The term "include" and variations thereof as used herein are open-ended, i.e., "including but not limited to". The term "based on" is "based, at least in part, on". The term "one embodiment" means "at least one embodiment"; the term "another embodiment" means "at least one additional embodiment"; the term "some embodiments" means "at least some embodiments". Relevant definitions for other terms will be given in the following description.

It should be noted that the terms "first", "second", and the like in the present disclosure are only used for distinguishing different devices, modules or units, and are not used for limiting the order or interdependence relationship of the functions performed by the devices, modules or units.

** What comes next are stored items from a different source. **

//! Per-target mutable build record and its status machine (§3, §4.2).
//!
//! Grounded on the teacher's `core.rs` (`Mode`/`Environment` — small, plain
//! data carried through the build) and `engine/runner.rs`'s `TaskExecution`
//! (`{start, duration}` pairs recorded per completed unit of work), extended
//! here into the ordered `durations` list §4.2 calls for.

use std::collections::HashSet;
use std::sync::atomic::{AtomicBool, Ordering};
use std::sync::Arc;
use std::time::{Duration, Instant};

use camino::Utf8PathBuf;

use crate::config::CompilationMode;
use crate::error::{InjectError, PostprocessError, WriteReason};
use crate::project::InputPath;

/// A cooperative cancellation flag shared between the supervisor and a
/// long-running build/postprocess worker. Mirrors the teacher's treatment
/// of cancellation as "send a signal, treat the eventual exit as benign"
/// (§5) rather than forcibly unwinding the worker thread.
#[derive(Debug, Clone, Default)]
pub struct CancelToken(Arc<AtomicBool>);

impl CancelToken {
    pub fn new() -> Self {
        Self(Arc::new(AtomicBool::new(false)))
    }

    pub fn cancel(&self) {
        self.0.store(true, Ordering::SeqCst);
    }

    pub fn is_cancelled(&self) -> bool {
        self.0.load(Ordering::SeqCst)
    }
}

/// One tagged span of §4.2's duration accounting. `elapsed` is frozen at
/// the moment the span's state is exited.
#[derive(Debug, Clone, Copy, PartialEq, Eq)]
pub struct DurationSpan {
    pub tag: DurationTag,
    pub elapsed: Duration,
}

#[derive(Debug, Clone, Copy, PartialEq, Eq)]
pub enum DurationTag {
    Queued,
    Build,
    TypecheckOnly,
    SourceWalk,
    Inject,
    Postprocess,
}

/// The tagged status variant of §4.2. Error leaves carry enough context to
/// explain themselves to both the terminal renderer and a subscribed
/// session's `CompilationError`/`UnexpectedError` message.
#[derive(Debug, Clone)]
pub enum OutputStatus {
    NotWrittenToDisk,
    QueuedForBuild {
        start_timestamp: Instant,
    },
    Building {
        mode: CompilationMode,
        durations: Vec<DurationSpan>,
        cancel: CancelToken,
    },
    TypecheckOnly {
        durations: Vec<DurationSpan>,
        cancel: CancelToken,
    },
    QueuedForPostprocess {
        argv: Vec<String>,
        payload: Vec<u8>,
        compiled_at: Instant,
        record_fields: Option<HashSet<String>>,
        durations: Vec<DurationSpan>,
    },
    Postprocessing {
        cancel: CancelToken,
        durations: Vec<DurationSpan>,
    },
    Success {
        artifact_size: u64,
        final_size: u64,
        compiled_at: Instant,
        durations: Vec<DurationSpan>,
    },
    Interrupted,
    ParseError(String),
    InjectError(InjectError),
    ReadOutputError(String),
    WriteOutputError {
        reason: WriteReason,
        message: String,
    },
    WriteProxyOutputError(String),
    CompilerError(String),
    PostprocessError(PostprocessError),
    WalkSourcesError(String),
}

impl OutputStatus {
    /// Whether this status represents an in-flight, cancellable operation
    /// (§5 Cancellation).
    pub fn cancel_token(&self) -> Option<&CancelToken> {
        match self {
            OutputStatus::Building { cancel, .. } => Some(cancel),
            OutputStatus::TypecheckOnly { cancel, .. } => Some(cancel),
            OutputStatus::Postprocessing { cancel, .. } => Some(cancel),
            _ => None,
        }
    }

    pub fn is_error_leaf(&self) -> bool {
        matches!(
            self,
            OutputStatus::ParseError(_)
                | OutputStatus::InjectError(_)
                | OutputStatus::ReadOutputError(_)
                | OutputStatus::WriteOutputError { .. }
                | OutputStatus::WriteProxyOutputError(_)
                | OutputStatus::CompilerError(_)
                | OutputStatus::PostprocessError(_)
                | OutputStatus::WalkSourcesError(_)
        )
    }

    pub fn is_terminal(&self) -> bool {
        self.is_error_leaf() || matches!(self, OutputStatus::Success { .. } | OutputStatus::Interrupted)
    }

    pub fn label(&self) -> &'static str {
        match self {
            OutputStatus::NotWrittenToDisk => "not_written_to_disk",
            OutputStatus::QueuedForBuild { .. } => "queued_for_build",
            OutputStatus::Building { .. } => "building",
            OutputStatus::TypecheckOnly { .. } => "typecheck_only",
            OutputStatus::QueuedForPostprocess { .. } => "queued_for_postprocess",
            OutputStatus::Postprocessing { .. } => "postprocessing",
            OutputStatus::Success { .. } => "success",
            OutputStatus::Interrupted => "interrupted",
            OutputStatus::ParseError(_) => "parse_error",
            OutputStatus::InjectError(_) => "inject_error",
            OutputStatus::ReadOutputError(_) => "read_output_error",
            OutputStatus::WriteOutputError { .. } => "write_output_error",
            OutputStatus::WriteProxyOutputError(_) => "write_proxy_output_error",
            OutputStatus::CompilerError(_) => "compiler_error",
            OutputStatus::PostprocessError(_) => "postprocess_error",
            OutputStatus::WalkSourcesError(_) => "walk_sources_error",
        }
    }
}

/// Per-target mutable build record (§3 "OutputState"). Created once at
/// startup by the `ProjectResolver` and never destroyed; only the fields
/// below evolve over the life of the run.
#[derive(Debug, Clone)]
pub struct OutputState {
    /// Carried for diagnostics/session lookups; not itself part of the
    /// spec's `OutputState` fields, but every consumer needs to name the
    /// target its record belongs to.
    pub name: String,
    pub inputs: Vec<InputPath>,
    pub compilation_mode: CompilationMode,
    pub status: OutputStatus,
    pub all_related_source_paths: HashSet<Utf8PathBuf>,
    pub record_fields: Option<HashSet<String>>,
    pub dirty: bool,
    /// Set when the browser reports a hot-patch it was just handed failed to
    /// apply (§4.7 step 6); consulted and cleared by the next successful
    /// build's reload-verdict (step 1), since a browser that just failed to
    /// decode a patch is the only real signal we have that the previous
    /// flags value might not survive the next one either.
    pub last_patch_failed: bool,
}

impl OutputState {
    pub fn new(name: String, inputs: Vec<InputPath>, compilation_mode: CompilationMode) -> Self {
        Self {
            name,
            inputs,
            compilation_mode,
            status: OutputStatus::NotWrittenToDisk,
            all_related_source_paths: HashSet::new(),
            record_fields: None,
            dirty: false,
            last_patch_failed: false,
        }
    }

    /// §4.2: "Any in-flight state receiving a fresh dirty signal
    /// transitions to `Interrupted`, cancels the underlying work... and
    /// re-enters `QueuedForBuild`."
    pub fn mark_dirty(&mut self, now: Instant) {
        if let Some(cancel) = self.status.cancel_token() {
            cancel.cancel();
            self.status = OutputStatus::Interrupted;
        }
        self.dirty = true;
        self.status = OutputStatus::QueuedForBuild {
            start_timestamp: now,
        };
    }

    pub fn is_source_related(&self, path: &camino::Utf8Path) -> bool {
        self.all_related_source_paths.contains(path)
    }
}

#[cfg(test)]
mod tests {
    use super::*;

    #[test]
    fn mark_dirty_cancels_inflight_and_requeues() {
        let mut state = OutputState::new("Html".to_string(), vec![], CompilationMode::Standard);
        let cancel = CancelToken::new();
        state.status = OutputStatus::Building {
            mode: CompilationMode::Standard,
            durations: vec![],
            cancel: cancel.clone(),
        };

        state.mark_dirty(Instant::now());

        assert!(cancel.is_cancelled());
        assert!(matches!(state.status, OutputStatus::QueuedForBuild { .. }));
        assert!(state.dirty);
    }

    #[test]
    fn mark_dirty_from_rest_state_just_queues() {
        let mut state = OutputState::new("Html".to_string(), vec![], CompilationMode::Standard);
        state.mark_dirty(Instant::now());
        assert!(matches!(state.status, OutputStatus::QueuedForBuild { .. }));
    }

    #[test]
    fn error_leaf_classification() {
        assert!(OutputStatus::CompilerError("x".into()).is_error_leaf());
        assert!(!OutputStatus::Success {
            artifact_size: 0,
            final_size: 0,
            compiled_at: Instant::now(),
            durations: vec![],
        }
        .is_error_leaf());
        assert!(OutputStatus::Success {
            artifact_size: 0,
            final_size: 0,
            compiled_at: Instant::now(),
            durations: vec![],
        }
        .is_terminal());
    }
}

It is noted that references to "a", "an", and "the" modifications in this disclosure are intended to be illustrative rather than limiting, and that those skilled in the art will recognize that "one or more" may be used unless the context clearly dictates otherwise.

The names of messages or information exchanged between devices in the embodiments of the present disclosure are for illustrative purposes only, and are not intended to limit the scope of the messages or information.

Referring to fig. 1, a flow of one embodiment of a testing method according to the present disclosure is shown. The test method is applied to the terminal equipment. The test method as shown in fig. 1 includes the following steps:

step 101, determining whether to test the target API call code based on at least one predetermined first URL and a second URL corresponding to the target API call code.

In this embodiment, an execution subject (for example, a terminal device) of the test method may determine whether to test the target API call code based on at least one predetermined first URL and a second URL corresponding to the target API call code.

Here, the target API call code is API call code executed in response to the first trigger operation.

It is understood that an Application Programming Interface (API) may be a predefined function for implementing a contract for joining different components of a software system. The goal is to provide applications and developers the ability to access a set of routines based on certain software or hardware without having to access native code or understand the details of the internal workings.

Here, a Uniform Resource Locator (URL) may indicate a path of the API provided by the server.

Generally, the execution subject may preset a plurality of API call codes, and the plurality of API call codes may be partly tested and partly not tested. At least one first URL may be predetermined, and the first URL may indicate an API call code that needs to be tested.

In this embodiment, at least one API calling code may be set in the execution body. The target API calling code may be any one of the at least one API calling codes.

By way of example, the execution agent may include at least one of the following API call codes, but is not limited to: search API call codes, login API call codes, upload data API call codes, and the like.

Here, the target API call code may be an API call code executed by the execution subject in response to detection of the first trigger operation. The first trigger operation described above may be predefined.

As an example, the first trigger operation may be an operation (e.g., a click operation) to initiate a search control in a search interface.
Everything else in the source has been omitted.